Film festivals are the place where commerce and art find that untidy alliance in the hopes of promoting and seeking out film from outside the system. Bringing awareness to creative works that would otherwise go unnoticed. From the strangest of avant-garde art films to complex, large scale films from Asia, they are vital to the continuation of the medium as a globalized industry.
Fast forward to 2017, new films from Bong Joon-Ho and Noah Baumbach premiered at Cannes. Both films gained massive buzz and praise from viewers and even talks of award and accolades in both films’ futures. Their distributor, however, was not asked back for next year, effectively banning them from the festival. Why? Because both films were made under the banner of online streaming service Netflix. In that moment, Cannes had exposed itself as out of touch.
Make no mistake, Cannes is still vital, but it has outed itself as a fundamentally on the wrong side of history in this argument. Why? Because it continues to assert the primacy of the theatre as the reason for a film’s existence. By banning Netflix, it has essentially taken a stand that the creative works put on screen by filmmakers through that service, who will include Martin Scorsese and David Ayer soon enough, are not “cinema.”
Cannes is a place that actively promotes viciously booing a film in public as if it were a good thing. This is a long standing practice of pure toxicity that engenders a continued notion that film is something a viewer owns and has the right to abuse in the name of “love.” We love to talk about cinema like a religious space. Darkened rooms, ritual observance and ecstatic encounters with the divine. But really, that reverence is lip service. Religion is not something you own, but a part of you that is reflected back to you. You sit in awe because it speaks to your inner self, stunning you to silence and quiet reverie. But that’s not where we are as filmgoers are we? We think that the space is now freehold to do what we want, abuse other patrons, mock the film, ignore it to look at our phones, even talk to each other instead of shutting up and watching the movie. We have taken something that used to be big and turned it open space where people can be as disrespectful to their own time and spent money as they are to others. And to have a film festival that actively promotes booing of a movie to then turn around and ban Netflix for not upholding their ideals of “what cinema is” is hypocrisy of the highest order.

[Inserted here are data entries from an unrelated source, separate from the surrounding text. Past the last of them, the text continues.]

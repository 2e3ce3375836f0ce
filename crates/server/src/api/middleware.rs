//! Metrics middleware for API routes.

use axum::{body::Body, http::Request, middleware::Next, response::Response};
use std::time::Instant;

use crate::metrics::{
    normalize_path, HTTP_REQUESTS_IN_FLIGHT, HTTP_REQUESTS_TOTAL, HTTP_REQUEST_DURATION,
};

/// Metrics middleware that tracks HTTP request duration and counts.
///
/// This middleware records:
/// - Request duration (histogram)
/// - Request count (counter)
/// - Requests in flight (gauge)
pub async fn metrics_middleware(request: Request<Body>, next: Next) -> Response {
    let start = Instant::now();
    let method = request.method().to_string();
    let path = normalize_path(request.uri().path());

    HTTP_REQUESTS_IN_FLIGHT.inc();

    let response = next.run(request).await;

    HTTP_REQUESTS_IN_FLIGHT.dec();

    let duration = start.elapsed().as_secs_f64();
    let status = response.status().as_u16().to_string();

    HTTP_REQUEST_DURATION
        .with_label_values(&[&method, &path, &status])
        .observe(duration);
    HTTP_REQUESTS_TOTAL
        .with_label_values(&[&method, &path, &status])
        .inc();

    response
}

#[cfg(test)]
mod tests {
    use super::*;
    use axum::{middleware, routing::get, Router};
    use tower::ServiceExt;

    async fn dummy_handler() -> &'static str {
        "OK"
    }

    #[tokio::test]
    async fn test_metrics_middleware_counts_requests() {
        let app = Router::new()
            .route("/health", get(dummy_handler))
            .layer(middleware::from_fn(metrics_middleware));

        let before = HTTP_REQUESTS_TOTAL
            .with_label_values(&["GET", "/health", "200"])
            .get();

        let response = app
            .oneshot(Request::builder().uri("/health").body(Body::empty()).unwrap())
            .await
            .unwrap();
        assert_eq!(response.status(), 200);

        let after = HTTP_REQUESTS_TOTAL
            .with_label_values(&["GET", "/health", "200"])
            .get();
        assert!(after > before);
    }
}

Theatres aren’t dying because of Netflix. The film industry isn’t dying because of Netflix. Take a moment to regard such absurd claims. That a service that actively promotes creator driven work and gives them what is believed to be a totally free hand (though the ethics of not crediting said creatives on advertisement is its own argument and worthy of its own article) is killing cinema because it’s not on a big screen. That sounds absolutely idiotic. I mean what on Earth do you have to be smoking in order to judge the cultural value of one film over another based on the format you consume it in?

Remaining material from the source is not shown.